◆ PROBLEM:
Restate word for word the lines of the records below, starting at the line that contains "request.path_with_query()" and ending at the line that contains "frame signed over", with both of those lines included and nothing else.

Saved entries
============================================================
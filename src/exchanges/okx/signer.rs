use crate::core::config::Credentials;
use crate::core::errors::ExchangeError;
use crate::core::kernel::{AuthScheme, CanonicalRequest, HmacSigner, Placement, SigningStrategy};
use crate::core::types::TimestampUnit;
use chrono::{DateTime, Utc};
use serde_json::json;
use std::sync::Arc;
use tokio_tungstenite::tungstenite::Message;
use zeroize::Zeroizing;

pub const API_KEY_HEADER: &str = "OK-ACCESS-KEY";
pub const SIGN_HEADER: &str = "OK-ACCESS-SIGN";
pub const TIMESTAMP_HEADER: &str = "OK-ACCESS-TIMESTAMP";
pub const PASSPHRASE_HEADER: &str = "OK-ACCESS-PASSPHRASE";

/// Prehash: `timestamp + METHOD + requestPath[?query] + body`
pub fn canonicalize(request: &CanonicalRequest, _credentials: &Credentials) -> Vec<u8> {
    let mut payload = format!(
        "{}{}{}",
        request.timestamp,
        request.method.as_str(),
        request.path_with_query()
    )
    .into_bytes();
    payload.extend_from_slice(&request.body);
    payload
}

fn signed_headers(request: &CanonicalRequest, credentials: &Credentials) -> Vec<(String, String)> {
    let mut headers = vec![(TIMESTAMP_HEADER.to_string(), request.timestamp.clone())];
    if let Some(passphrase) = credentials.passphrase() {
        headers.push((PASSPHRASE_HEADER.to_string(), passphrase.to_string()));
    }
    headers
}

/// HMAC-SHA256, base64 encoded, ISO-8601 millisecond timestamps
pub fn auth_scheme() -> AuthScheme {
    AuthScheme::new(
        Arc::new(HmacSigner::sha256_base64()),
        Arc::new(canonicalize),
        Placement::header(API_KEY_HEADER),
        Placement::header(SIGN_HEADER),
    )
    .with_timestamp_unit(TimestampUnit::Iso8601)
    .with_signed_headers(Arc::new(signed_headers))
}

/// Private channel `login` frame signed over `timestamp + "GET/users/self/verify"`
pub fn login_frame(credentials: &Credentials, now: DateTime<Utc>) -> Result<Message, ExchangeError> {
    let timestamp = TimestampUnit::Seconds.format(now);
    let secret = Zeroizing::new(credentials.api_secret().as_bytes().to_vec());
    let signature = HmacSigner::sha256_base64().sign(
        &secret,
        format!("{}GET/users/self/verify", timestamp).as_bytes(),
    )?;
    Ok(Message::Text(
        json!({
            "op": "login",
            "args": [{
                "apiKey": credentials.api_key(),
                "passphrase": credentials.passphrase().unwrap_or_default(),
                "timestamp": timestamp,
                "sign": signature
            }]
        })
        .to_string(),
    ))
}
============================================================
◆ EXERCISE OUTPUT:
        request.path_with_query()
    )
    .into_bytes();
    payload.extend_from_slice(&request.body);
    payload
}

fn signed_headers(request: &CanonicalRequest, credentials: &Credentials) -> Vec<(String, String)> {
    let mut headers = vec![(TIMESTAMP_HEADER.to_string(), request.timestamp.clone())];
    if let Some(passphrase) = credentials.passphrase() {
        headers.push((PASSPHRASE_HEADER.to_string(), passphrase.to_string()));
    }
    headers
}

/// HMAC-SHA256, base64 encoded, ISO-8601 millisecond timestamps
pub fn auth_scheme() -> AuthScheme {
    AuthScheme::new(
        Arc::new(HmacSigner::sha256_base64()),
        Arc::new(canonicalize),
        Placement::header(API_KEY_HEADER),
        Placement::header(SIGN_HEADER),
    )
    .with_timestamp_unit(TimestampUnit::Iso8601)
    .with_signed_headers(Arc::new(signed_headers))
}

/// Private channel `login` frame signed over `timestamp + "GET/users/self/verify"`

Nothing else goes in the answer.